Task to complete: Write only the count of lines that hold the word "NaiveDate" in the listing.
§ §
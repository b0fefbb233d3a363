// Copyright (c) 2025 Soumyadip Sarkar.
// All rights reserved.
//
// This source code is licensed under the license found in the
// LICENSE file in the root directory of this source tree.

use crate::access::Permission;
use crate::audit::{self, snapshot, TRANSACTION_ENTITY};
use crate::models::{AuditAction, OwnerScope, Transaction, TransactionKind, User};
use crate::store::{DateRange, NewTransaction, SqliteStore, TransactionFilter};
use crate::utils::{
    fmt_money, get_currency, maybe_print_json, parse_amount, parse_date, pretty_table,
};
use anyhow::{anyhow, Result};
use chrono::NaiveDate;
use rusqlite::Connection;
use tracing::info;

pub fn handle(conn: &Connection, who: &User, m: &clap::ArgMatches) -> Result<()> {
    match m.subcommand() {
        Some(("add", sub)) => {
            let tx = add(conn, who, sub)?;
            println!(
                "Recorded #{} {} {} '{}' on {}",
                tx.id,
                tx.kind,
                fmt_money(&tx.amount, &get_currency(conn)?),
                tx.category,
                tx.date
            );
        }
        Some(("list", sub)) => list(conn, who, sub)?,
        Some(("edit", sub)) => {
            let tx = edit(conn, who, sub)?;
            println!("Updated transaction #{}", tx.id);
        }
        Some(("rm", sub)) => {
            let id = remove(conn, who, sub)?;
            println!("Removed transaction #{}", id);
        }
        _ => {}
    }
    Ok(())
}

fn parse_kind(s: &str) -> Result<TransactionKind> {
    s.parse::<TransactionKind>().map_err(anyhow::Error::msg)
}

fn non_empty(s: &str, field: &str) -> Result<String> {
    let trimmed = s.trim();
    if trimmed.is_empty() {
        return Err(anyhow!("Missing required field '{}'", field));
    }
    Ok(s.to_string())
}

pub fn add(conn: &Connection, who: &User, sub: &clap::ArgMatches) -> Result<Transaction> {
    who.require(Permission::Create)?;
    let new = NewTransaction {
        date: parse_date(sub.get_one::<String>("date").unwrap())?,
        category: non_empty(sub.get_one::<String>("category").unwrap(), "category")?,
        amount: parse_amount(sub.get_one::<String>("amount").unwrap())?,
        kind: parse_kind(sub.get_one::<String>("kind").unwrap())?,
        description: sub.get_one::<String>("description").cloned(),
    };
    let tx = SqliteStore::new(conn).insert(who.id, &new)?;
    audit::record(
        conn,
        who.id,
        AuditAction::Create,
        TRANSACTION_ENTITY,
        &tx.id.to_string(),
        None,
        Some(&snapshot(&tx)),
    );
    info!(id = tx.id, user = %who.name, "transaction created");
    Ok(tx)
}

/// Loads a transaction the caller is allowed to change.
fn owned(store: &SqliteStore<'_>, who: &User, id: i64) -> Result<Transaction> {
    let tx = store
        .find(id)?
        .ok_or_else(|| anyhow!("Transaction #{} not found", id))?;
    if tx.owner_id != who.id {
        // other owners' rows read as missing
        return Err(anyhow!("Transaction #{} not found", id));
    }
    Ok(tx)
}

pub fn edit(conn: &Connection, who: &User, sub: &clap::ArgMatches) -> Result<Transaction> {
    who.require(Permission::Update)?;
    let id = *sub.get_one::<i64>("id").unwrap();
    let store = SqliteStore::new(conn);
    let before = owned(&store, who, id)?;

    let mut next = NewTransaction {
        date: before.date,
        category: before.category.clone(),
        amount: before.amount,
        kind: before.kind,
        description: before.description.clone(),
    };
    if let Some(d) = sub.get_one::<String>("date") {
        next.date = parse_date(d)?;
    }
    if let Some(c) = sub.get_one::<String>("category") {
        next.category = non_empty(c, "category")?;
    }
    if let Some(a) = sub.get_one::<String>("amount") {
        next.amount = parse_amount(a)?;
    }
    if let Some(k) = sub.get_one::<String>("kind") {
        next.kind = parse_kind(k)?;
    }
    if let Some(d) = sub.get_one::<String>("description") {
        next.description = Some(d.clone()).filter(|d| !d.is_empty());
    }

    store.update(id, &next)?;
    let after = Transaction {
        id,
        date: next.date,
        category: next.category,
        amount: next.amount,
        kind: next.kind,
        description: next.description,
        owner_id: before.owner_id,
    };
    audit::record(
        conn,
        who.id,
        AuditAction::Update,
        TRANSACTION_ENTITY,
        &id.to_string(),
        Some(&snapshot(&before)),
        Some(&snapshot(&after)),
    );
    Ok(after)
}

pub fn remove(conn: &Connection, who: &User, sub: &clap::ArgMatches) -> Result<i64> {
    who.require(Permission::Delete)?;
    let id = *sub.get_one::<i64>("id").unwrap();
    let store = SqliteStore::new(conn);
    let before = owned(&store, who, id)?;
    store.delete(id)?;
    audit::record(
        conn,
        who.id,
        AuditAction::Delete,
        TRANSACTION_ENTITY,
        &id.to_string(),
        Some(&snapshot(&before)),
        None,
    );
    Ok(id)
}

fn list(conn: &Connection, who: &User, sub: &clap::ArgMatches) -> Result<()> {
    let json_flag = sub.get_flag("json");
    let jsonl_flag = sub.get_flag("jsonl");
    let data = query_rows(conn, who, sub)?;
    if !maybe_print_json(json_flag, jsonl_flag, &data)? {
        let ccy = get_currency(conn)?;
        let rows: Vec<Vec<String>> = data
            .iter()
            .map(|t| {
                vec![
                    t.id.to_string(),
                    t.date.to_string(),
                    t.kind.to_string(),
                    t.category.clone(),
                    fmt_money(&t.amount, &ccy),
                    t.description.clone().unwrap_or_default(),
                ]
            })
            .collect();
        println!(
            "{}",
            pretty_table(
                &["ID", "Date", "Kind", "Category", "Amount", "Description"],
                rows,
            )
        );
    }
    Ok(())
}

pub fn query_rows(
    conn: &Connection,
    who: &User,
    sub: &clap::ArgMatches,
) -> Result<Vec<Transaction>> {
    who.require(Permission::Read)?;
    let from = sub.get_one::<String>("from").map(|s| parse_date(s)).transpose()?;
    let to = sub.get_one::<String>("to").map(|s| parse_date(s)).transpose()?;
    let range = match (from, to) {
        (None, None) => None,
        // stored dates compare as YYYY-MM-DD text, so open ends stay four-digit
        (f, t) => Some(DateRange::new(
            f.or_else(|| NaiveDate::from_ymd_opt(1, 1, 1)).unwrap_or(NaiveDate::MIN),
            t.or_else(|| NaiveDate::from_ymd_opt(9999, 12, 31)).unwrap_or(NaiveDate::MAX),
        )),
    };
    let filter = TransactionFilter {
        range,
        kind: sub.get_one::<String>("kind").map(|k| parse_kind(k)).transpose()?,
        category: sub.get_one::<String>("category").cloned(),
        limit: sub.get_one::<usize>("limit").copied(),
    };
    let scope: OwnerScope = who.scope();
    Ok(SqliteStore::new(conn).list(scope, &filter)?)
}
§ §
Exercise response: 3